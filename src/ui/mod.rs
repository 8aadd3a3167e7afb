//! Terminal user interface.
//!
//! ```text
//! EventListPresenter → compute_viewmodel → UIViewModel → render → ANSI Output
//! ```
//!
//! # Modules
//!
//! - [`viewmodel`]: View model types representing renderable UI state
//! - [`renderer`]: Top-level rendering entry points
//! - [`components`]: Composable UI component renderers
//! - [`helpers`]: Cursor, highlighting and thumbnail helpers
//! - [`theme`]: Color schemes and ANSI escape sequences

pub mod components;
pub mod helpers;
pub mod renderer;
pub mod theme;
pub mod viewmodel;

pub use renderer::{compute_detail_viewmodel, render, render_detail};
pub use theme::Theme;
pub use viewmodel::{
    DetailViewModel, DisplayItem, EmptyState, FooterInfo, HeaderInfo, SearchBarInfo, UIViewModel,
};
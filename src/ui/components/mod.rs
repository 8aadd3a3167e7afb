//! Composable UI component renderers.
//!
//! Each component prints one part of the screen at a given row and returns the
//! next free row.
//!
//! - [`header`]: Title bar with the busy indicator
//! - [`footer`]: Keybinding hints
//! - [`search`]: Search input box
//! - [`table`]: Event rows (thumbnail, DATE, TITLE, LOCATION)
//! - [`empty`]: Message shown when there are no rows
//! - [`status`]: Store error line
//! - [`detail`]: Detail surface for a single event

mod detail;
mod empty;
mod footer;
mod header;
mod search;
mod status;
mod table;

pub use detail::render_detail;

use crate::ui::helpers::position_cursor;
use crate::ui::theme::Theme;
use crate::ui::viewmodel::UIViewModel;

use empty::render_empty_state;
use footer::render_footer;
use header::render_header;
use search::render_search_bar;
use status::render_error_line;
use table::{render_table_headers, render_table_rows};

/// Prints a horizontal rule at `row`.
fn render_border(row: usize, color: &str, cols: usize) -> usize {
    position_cursor(row, 1);
    print!("{}", Theme::fg(color));
    print!("{}", "─".repeat(cols));
    print!("{}", Theme::reset());
    row + 1
}

/// Renders the event list screen.
///
/// ```text
/// [blank line]
/// [Header]
/// [Border]
/// [Search Bar - 3 lines, while searching]
/// [Table Headers + Rows | Empty state]
/// [Error line, after a store failure]
/// [Border]
/// [Footer]
/// ```
pub fn render_list(vm: &UIViewModel, theme: &Theme, cols: usize, rows: usize) {
    let mut current_row = 2;

    current_row = render_header(current_row, &vm.header, theme, cols);
    current_row = render_border(current_row, &theme.colors.border, cols);
    if let Some(search) = &vm.search_bar {
        current_row = render_search_bar(current_row, search, theme, cols);
    }

    if let Some(empty) = &vm.empty_state {
        render_empty_state(current_row + 2, empty, theme, cols);
    } else {
        current_row = render_table_headers(current_row, theme);
        render_table_rows(current_row, &vm.display_items, theme, cols);
    }

    let footer_start = rows.saturating_sub(1);
    let mut border_row = footer_start.saturating_sub(1);

    if let Some(error) = &vm.error {
        border_row = border_row.saturating_sub(1);
        render_error_line(border_row + 1, error, theme, cols);
    }

    render_border(border_row, &theme.colors.border, cols);
    render_footer(footer_start, &vm.footer, theme, cols);
}
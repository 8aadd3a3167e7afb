//! Detail surface renderer.

use crate::ui::helpers::{position_cursor, visual_len};
use crate::ui::theme::Theme;
use crate::ui::viewmodel::DetailViewModel;

/// Width of the label column.
const LABEL_WIDTH: usize = 10;

/// Renders the heading, one `label value` line per field, and the footer.
pub fn render_detail(vm: &DetailViewModel, theme: &Theme, cols: usize, rows: usize) {
    position_cursor(2, 1);
    print!("{}", Theme::bold());
    print!("{}", Theme::fg(&theme.colors.header_fg));
    let padding = cols.saturating_sub(visual_len(&vm.heading)) / 2;
    print!("{}{}", " ".repeat(padding), vm.heading);
    print!("{}", Theme::reset());

    position_cursor(3, 1);
    print!("{}{}{}", Theme::fg(&theme.colors.border), "─".repeat(cols), Theme::reset());

    for (offset, (label, value)) in vm.fields.iter().enumerate() {
        position_cursor(5 + offset, 3);
        print!("{}", Theme::fg(&theme.colors.text_dim));
        print!("{label:<LABEL_WIDTH$}");
        print!("{}", Theme::fg(&theme.colors.text_normal));
        let room = cols.saturating_sub(LABEL_WIDTH + 4);
        let value: String = value.chars().take(room).collect();
        print!("{value}");
        print!("{}", Theme::reset());
    }

    let footer_row = rows.saturating_sub(1);
    position_cursor(footer_row, 1);
    print!("{}", Theme::fg(&theme.colors.text_dim));
    let hint_padding = cols.saturating_sub(visual_len(&vm.footer.keybindings)) / 2;
    print!("{}{}", " ".repeat(hint_padding), vm.footer.keybindings);
    print!("{}", Theme::reset());
}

**WHAT TO WORK ON**
Repeat the material word for word, leaving out no line.

**THE COMPLETED TASK**
filename src/ui/mod.rs
repository 8aadd3a3167e7afb
//! Terminal user interface.
//!
//! ```text
//! EventListPresenter → compute_viewmodel → UIViewModel → render → ANSI Output
//! ```
//!
//! # Modules
//!
//! - [`viewmodel`]: View model types representing renderable UI state
//! - [`renderer`]: Top-level rendering entry points
//! - [`components`]: Composable UI component renderers
//! - [`helpers`]: Cursor, highlighting and thumbnail helpers
//! - [`theme`]: Color schemes and ANSI escape sequences

pub mod components;
pub mod helpers;
pub mod renderer;
pub mod theme;
pub mod viewmodel;

pub use renderer::{compute_detail_viewmodel, render, render_detail};
pub use theme::Theme;
pub use viewmodel::{
    DetailViewModel, DisplayItem, EmptyState, FooterInfo, HeaderInfo, SearchBarInfo, UIViewModel,
};
filename src/ui/components/mod.rs
repository 8aadd3a3167e7afb
//! Composable UI component renderers.
//!
//! Each component prints one part of the screen at a given row and returns the
//! next free row.
//!
//! - [`header`]: Title bar with the busy indicator
//! - [`footer`]: Keybinding hints
//! - [`search`]: Search input box
//! - [`table`]: Event rows (thumbnail, DATE, TITLE, LOCATION)
//! - [`empty`]: Message shown when there are no rows
//! - [`status`]: Store error line
//! - [`detail`]: Detail surface for a single event

mod detail;
mod empty;
mod footer;
mod header;
mod search;
mod status;
mod table;

pub use detail::render_detail;

use crate::ui::helpers::position_cursor;
use crate::ui::theme::Theme;
use crate::ui::viewmodel::UIViewModel;

use empty::render_empty_state;
use footer::render_footer;
use header::render_header;
use search::render_search_bar;
use status::render_error_line;
use table::{render_table_headers, render_table_rows};

/// Prints a horizontal rule at `row`.
fn render_border(row: usize, color: &str, cols: usize) -> usize {
    position_cursor(row, 1);
    print!("{}", Theme::fg(color));
    print!("{}", "─".repeat(cols));
    print!("{}", Theme::reset());
    row + 1
}

/// Renders the event list screen.
///
/// ```text
/// [blank line]
/// [Header]
/// [Border]
/// [Search Bar - 3 lines, while searching]
/// [Table Headers + Rows | Empty state]
/// [Error line, after a store failure]
/// [Border]
/// [Footer]
/// ```
pub fn render_list(vm: &UIViewModel, theme: &Theme, cols: usize, rows: usize) {
    let mut current_row = 2;

    current_row = render_header(current_row, &vm.header, theme, cols);
    current_row = render_border(current_row, &theme.colors.border, cols);
    if let Some(search) = &vm.search_bar {
        current_row = render_search_bar(current_row, search, theme, cols);
    }

    if let Some(empty) = &vm.empty_state {
        render_empty_state(current_row + 2, empty, theme, cols);
    } else {
        current_row = render_table_headers(current_row, theme);
        render_table_rows(current_row, &vm.display_items, theme, cols);
    }

    let footer_start = rows.saturating_sub(1);
    let mut border_row = footer_start.saturating_sub(1);

    if let Some(error) = &vm.error {
        border_row = border_row.saturating_sub(1);
        render_error_line(border_row + 1, error, theme, cols);
    }

    render_border(border_row, &theme.colors.border, cols);
    render_footer(footer_start, &vm.footer, theme, cols);
}
repository 8aadd3a3167e7afb
//! Detail surface renderer.

use crate::ui::helpers::{position_cursor, visual_len};
use crate::ui::theme::Theme;
use crate::ui::viewmodel::DetailViewModel;

/// Width of the label column.
const LABEL_WIDTH: usize = 10;

/// Renders the heading, one `label value` line per field, and the footer.
pub fn render_detail(vm: &DetailViewModel, theme: &Theme, cols: usize, rows: usize) {
    position_cursor(2, 1);
    print!("{}", Theme::bold());
    print!("{}", Theme::fg(&theme.colors.header_fg));
    let padding = cols.saturating_sub(visual_len(&vm.heading)) / 2;
    print!("{}{}", " ".repeat(padding), vm.heading);
    print!("{}", Theme::reset());

    position_cursor(3, 1);
    print!("{}{}{}", Theme::fg(&theme.colors.border), "─".repeat(cols), Theme::reset());

    for (offset, (label, value)) in vm.fields.iter().enumerate() {
        position_cursor(5 + offset, 3);
        print!("{}", Theme::fg(&theme.colors.text_dim));
        print!("{label:<LABEL_WIDTH$}");
        print!("{}", Theme::fg(&theme.colors.text_normal));
        let room = cols.saturating_sub(LABEL_WIDTH + 4);
        let value: String = value.chars().take(room).collect();
        print!("{value}");
        print!("{}", Theme::reset());
    }

    let footer_row = rows.saturating_sub(1);
    position_cursor(footer_row, 1);
    print!("{}", Theme::fg(&theme.colors.text_dim));
    let hint_padding = cols.saturating_sub(visual_len(&vm.footer.keybindings)) / 2;
    print!("{}{}", " ".repeat(hint_padding), vm.footer.keybindings);
    print!("{}", Theme::reset());
}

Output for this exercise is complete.